As a new show called The Gold Ones opens at Hackney’s Xero, Kline & Coma gallery, Nottingham’s Reactor group reflect on their landmark Total GHAOS project

“I went to a shed near the station in Nottingham. I was captured and interrogated.” – Frank Abbott, GHAOS Actor

“…No revolutionary Party has ever before set itself the task of building from scratch a whole new society, but this is the primary objective of the Reactor Party and will result in Total GHAOS…” – from the Reactor Party Manifesto

Ten years ago, a group of artists from Nottingham built a world in a warehouse. It was a world built on stilts, constructed from scaffolding in a vast, open space with very high ceilings. Everyone had a role, from the seals working in the mine to the lynxes on the Supreme Council. It was a world complete, with its own rules and values, all watched over by the benevolent eye of the Reactor Party and their Secret Police.

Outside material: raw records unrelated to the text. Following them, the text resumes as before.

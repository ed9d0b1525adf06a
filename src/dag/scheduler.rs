// src/dag/scheduler.rs

use std::collections::HashMap;

use tracing::{debug, info};

use crate::dag::graph::DagGraph;
use crate::dag::task_info::{RunState, ScheduledLine, ScheduledRecipe};
use crate::definition::{Justfile, Recipe, RecipeName};
use crate::engine::{RecipeOutcome, RunOptions};
use crate::environment::Environment;
use crate::errors::{Result, RundagError};
use crate::params::{
    recipe_exports, render_line, resolve_parameters, resolve_variables, Invocation,
};

/// Similarity (0..=1) a name needs to be offered as a suggestion.
const SUGGESTION_THRESHOLD: f64 = 0.5;

/// Pick the recipe an invocation targets.
///
/// - a name resolves through recipes, then aliases
/// - no name selects `default`, else the first recipe
/// - `Ok(None)` means the file has no recipes at all; callers list instead
pub fn select_recipe<'a>(
    justfile: &'a Justfile,
    name: Option<&str>,
) -> Result<Option<&'a Recipe>> {
    match name {
        Some(name) => justfile
            .resolve(name)
            .map(Some)
            .ok_or_else(|| RundagError::RecipeNotFound {
                name: name.to_string(),
                suggestion: suggest(justfile, name),
            }),
        None => Ok(justfile.default_recipe()),
    }
}

fn suggest(justfile: &Justfile, name: &str) -> Option<String> {
    let recipes = justfile.recipes().iter().map(|r| r.name.as_str());
    let aliases = justfile.aliases().iter().map(|a| a.name.as_str());

    recipes
        .chain(aliases)
        .map(|candidate| {
            let score = strsim::normalized_damerau_levenshtein(candidate, name);
            (candidate, score)
        })
        .filter(|(_, score)| *score >= SUGGESTION_THRESHOLD)
        .max_by(|a, b| a.1.total_cmp(&b.1))
        .map(|(candidate, _)| candidate.to_string())
}

/// Sequential plan for one invocation plus per-recipe run state.
///
/// All parameter resolution and template rendering happens in
/// [`Scheduler::plan`], so argument errors surface before any process is
/// spawned. The scheduler then hands out one recipe at a time and stops
/// handing out work after the first failure.
#[derive(Debug)]
pub struct Scheduler {
    queue: Vec<ScheduledRecipe>,
    states: HashMap<RecipeName, RunState>,
    next: usize,
}

impl Scheduler {
    /// Resolve `invocation` against `justfile` into an ordered plan.
    ///
    /// `target` must be a recipe of `justfile` (see [`select_recipe`]).
    pub fn plan(
        justfile: &Justfile,
        target: &Recipe,
        invocation: &Invocation,
        base_env: &Environment,
        options: &RunOptions,
    ) -> Result<Self> {
        let graph = DagGraph::from_justfile(justfile);
        let order = graph.linearize(&target.name);
        info!(recipe = %target.name, ?order, "planned recipe chain");

        let recipes: Vec<&Recipe> = order
            .iter()
            .filter_map(|name| justfile.recipe(name))
            .collect();
        check_overrides(justfile, &recipes, invocation)?;

        let variables = resolve_variables(justfile, &invocation.overrides);
        let global_quiet = options.quiet || justfile.settings().quiet;

        let mut queue = Vec::with_capacity(recipes.len());
        for recipe in recipes {
            let positional: &[String] = if recipe.name == target.name {
                &invocation.positional
            } else {
                &[]
            };
            let parameters = resolve_parameters(recipe, positional, &invocation.overrides)?;
            debug!(recipe = %recipe.name, ?parameters, "resolved parameters");

            let lines = recipe
                .lines
                .iter()
                .map(|line| {
                    Ok(ScheduledLine {
                        command: render_line(recipe, line, &parameters, &variables)?,
                        echo: !global_quiet && recipe.quiet == line.quiet,
                        ignore_errors: line.ignore_errors,
                    })
                })
                .collect::<Result<Vec<_>>>()?;

            let exports = recipe_exports(justfile, recipe, &parameters, &variables);
            queue.push(ScheduledRecipe {
                name: recipe.name.clone(),
                lines,
                environment: base_env.with_overrides(exports),
            });
        }

        let states = queue
            .iter()
            .map(|r| (r.name.clone(), RunState::Pending))
            .collect();

        Ok(Self {
            queue,
            states,
            next: 0,
        })
    }

    /// Recipe names in execution order.
    pub fn order(&self) -> Vec<&str> {
        self.queue.iter().map(|r| r.name.as_str()).collect()
    }

    /// The planned recipes, in execution order.
    pub fn recipes(&self) -> &[ScheduledRecipe] {
        &self.queue
    }

    pub fn run_state_of(&self, recipe: &str) -> Option<RunState> {
        self.states.get(recipe).copied()
    }

    /// `true` once every planned recipe is in a terminal state.
    pub fn is_finished(&self) -> bool {
        self.states.values().all(|s| s.is_terminal())
    }

    /// Next recipe to run, marking it `Running`.
    ///
    /// Returns `None` while a recipe is still running, after a failure, or
    /// when the plan is exhausted.
    pub fn next_ready(&mut self) -> Option<ScheduledRecipe> {
        if self.states.values().any(|s| *s == RunState::Running) {
            return None;
        }
        let recipe = self.queue.get(self.next)?.clone();
        if self.run_state_of(&recipe.name) != Some(RunState::Pending) {
            return None;
        }

        self.next += 1;
        self.states.insert(recipe.name.clone(), RunState::Running);
        debug!(recipe = %recipe.name, "dependencies satisfied; marking Running");
        Some(recipe)
    }

    /// Record how a running recipe ended.
    ///
    /// On failure every recipe still pending is marked `Failed` too; nothing
    /// after a failed recipe is attempted.
    pub fn handle_completion(&mut self, recipe: &str, outcome: RecipeOutcome) {
        match outcome {
            RecipeOutcome::Success => {
                self.states.insert(recipe.to_string(), RunState::Succeeded);
            }
            RecipeOutcome::Failed(code) => {
                self.states.insert(recipe.to_string(), RunState::Failed);
                for state in self.states.values_mut() {
                    if *state == RunState::Pending {
                        *state = RunState::Failed;
                    }
                }
                debug!(recipe, code, "recipe failed; remaining recipes blocked");
            }
        }
    }
}

/// Every override must name a variable or a parameter of a planned recipe.
fn check_overrides(
    justfile: &Justfile,
    recipes: &[&Recipe],
    invocation: &Invocation,
) -> Result<()> {
    for name in invocation.overrides.keys() {
        let known = justfile.is_variable(name)
            || recipes.iter().any(|r| r.parameter(name).is_some());
        if !known {
            return Err(RundagError::UnknownOverride { name: name.clone() });
        }
    }
    Ok(())
}

#[cfg(test)]
mod tests {
    use super::*;
    use crate::definition::load_str;

    fn plan(src: &str, invocation: Invocation) -> Result<Scheduler> {
        let jf = load_str(src)?;
        let target = select_recipe(&jf, invocation.recipe.as_deref())?
            .expect("justfile has recipes")
            .clone();
        Scheduler::plan(
            &jf,
            &target,
            &invocation,
            &Environment::default(),
            &RunOptions::default(),
        )
    }

    #[test]
    fn default_recipe_is_named_default_or_first() {
        let jf = load_str("first:\ndefault:\n").unwrap();
        assert_eq!(select_recipe(&jf, None).unwrap().unwrap().name, "default");

        let jf = load_str("first:\nsecond:\n").unwrap();
        assert_eq!(select_recipe(&jf, None).unwrap().unwrap().name, "first");

        let jf = load_str("x := \"1\"\n").unwrap();
        assert!(select_recipe(&jf, None).unwrap().is_none());
    }

    #[test]
    fn unknown_recipe_suggests_close_name() {
        let jf = load_str("build:\ntest:\n").unwrap();
        match select_recipe(&jf, Some("biuld")).unwrap_err() {
            RundagError::RecipeNotFound { name, suggestion } => {
                assert_eq!(name, "biuld");
                assert_eq!(suggestion.as_deref(), Some("build"));
            }
            other => panic!("expected RecipeNotFound, got {other:?}"),
        }
        match select_recipe(&jf, Some("zzzzzzzz")).unwrap_err() {
            RundagError::RecipeNotFound { suggestion, .. } => assert_eq!(suggestion, None),
            other => panic!("expected RecipeNotFound, got {other:?}"),
        }
    }

    #[test]
    fn aliases_select_their_target() {
        let jf = load_str("alias b := build\nbuild:\n").unwrap();
        assert_eq!(select_recipe(&jf, Some("b")).unwrap().unwrap().name, "build");
    }

    #[test]
    fn overrides_reach_prerequisites() {
        let src = "default: greet\ngreet name=\"world\":\n    echo \"hi {{name}}\"\n";
        let s = plan(src, Invocation::default()).unwrap();
        assert_eq!(s.order(), vec!["greet", "default"]);
        assert_eq!(s.recipes()[0].lines[0].command, "echo \"hi world\"");

        let s = plan(src, Invocation::from_args(&["name=there"])).unwrap();
        assert_eq!(s.recipes()[0].lines[0].command, "echo \"hi there\"");
    }

    #[test]
    fn missing_argument_in_prerequisite_fails_planning() {
        let err = plan("a: b\nb x:\n    echo {{x}}\n", Invocation::new("a")).unwrap_err();
        assert!(matches!(err, RundagError::MissingArgument { .. }));
    }

    #[test]
    fn unknown_override_is_rejected() {
        let err = plan("a:\n", Invocation::new("a").with_override("nme", "x")).unwrap_err();
        assert!(matches!(err, RundagError::UnknownOverride { .. }));
    }

    #[test]
    fn echo_respects_quiet_markers() {
        let src = "@a:\n    one\n    @two\nb: a\n    three\n    @four\n";
        let s = plan(src, Invocation::new("b")).unwrap();
        let echo: Vec<bool> = s
            .recipes()
            .iter()
            .flat_map(|r| r.lines.iter().map(|l| l.echo))
            .collect();
        assert_eq!(echo, vec![false, true, true, false]);
    }

    #[test]
    fn exports_land_in_recipe_environment_only() {
        let s = plan("a $who=\"me\":\n    true\nb: a\n    true\n", Invocation::new("b")).unwrap();
        assert_eq!(s.recipes()[0].environment.get("who"), Some("me"));
        assert_eq!(s.recipes()[1].environment.get("who"), None);
    }

    #[test]
    fn failure_blocks_remaining_recipes() {
        let mut s = plan("a:\nb: a\nc: b\n", Invocation::new("c")).unwrap();

        let first = s.next_ready().unwrap();
        assert_eq!(first.name, "a");
        assert!(s.next_ready().is_none(), "strictly one recipe at a time");

        s.handle_completion("a", RecipeOutcome::Success);
        let second = s.next_ready().unwrap();
        assert_eq!(second.name, "b");

        s.handle_completion("b", RecipeOutcome::Failed(2));
        assert!(s.next_ready().is_none());
        assert_eq!(s.run_state_of("a"), Some(RunState::Succeeded));
        assert_eq!(s.run_state_of("b"), Some(RunState::Failed));
        assert_eq!(s.run_state_of("c"), Some(RunState::Failed));
        assert!(s.is_finished());
    }
}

It only lasted four days, but talking to the people who were there a decade later, it seems astonishingly fresh in their memories. They can still hum from memory the not-quite-off-key motif of the Reactor Party Anthem. They can still picture the bearded face and bulbous limbs of Uncle Commi. They still hate Skepticus REX and REXist behaviour of all kinds. For they had achieved Total GHAOS.

There were no performers and no audience. Everyone who passed through the doors became a GHAOS Actor and helped to make this world a reality for those who were there. And over the course of the weekend, some 5–700 people did just that. “GHAOS became another version of the world that you were trying to realise,” Niki Russell of the artist group, Reactor, explained to me, “at which point the old world of Dark Arts would fall away.”

“I worked in the passport control and processing. It was housed under some creaking scaffolding in a little nook with cardboard computers. I remember thinking the ceiling was going to come crashing down on us all when on the floor above some extremely energetic callisthenics was taking place. I kept a relatively low profile for fear of being caught by the secret police and being punished.” – Jon Burgerman, GHAOS Actor

“…the Dark Arts have a new leader, Skepticus REX … the source of REXism lays within the Dark Arts and as such manifests itself as an individualistic aversion to discipline … REXists spread lies not because they fear GHAOS in the world, but because they fear GHAOS within themselves … Search out and mercilessly destroy all seals…” – from the Reactor Party Manifesto

The seeds of Reactor had been sown in 2002. It started, “as a very loose collaboration,” Russell explains. “It was a bunch of people that happened to be occupying different parts of an old warehouse building in Nottingham. We were using it as studios, event space, etc. There was a set of people in different parts of the building who started putting on events together.”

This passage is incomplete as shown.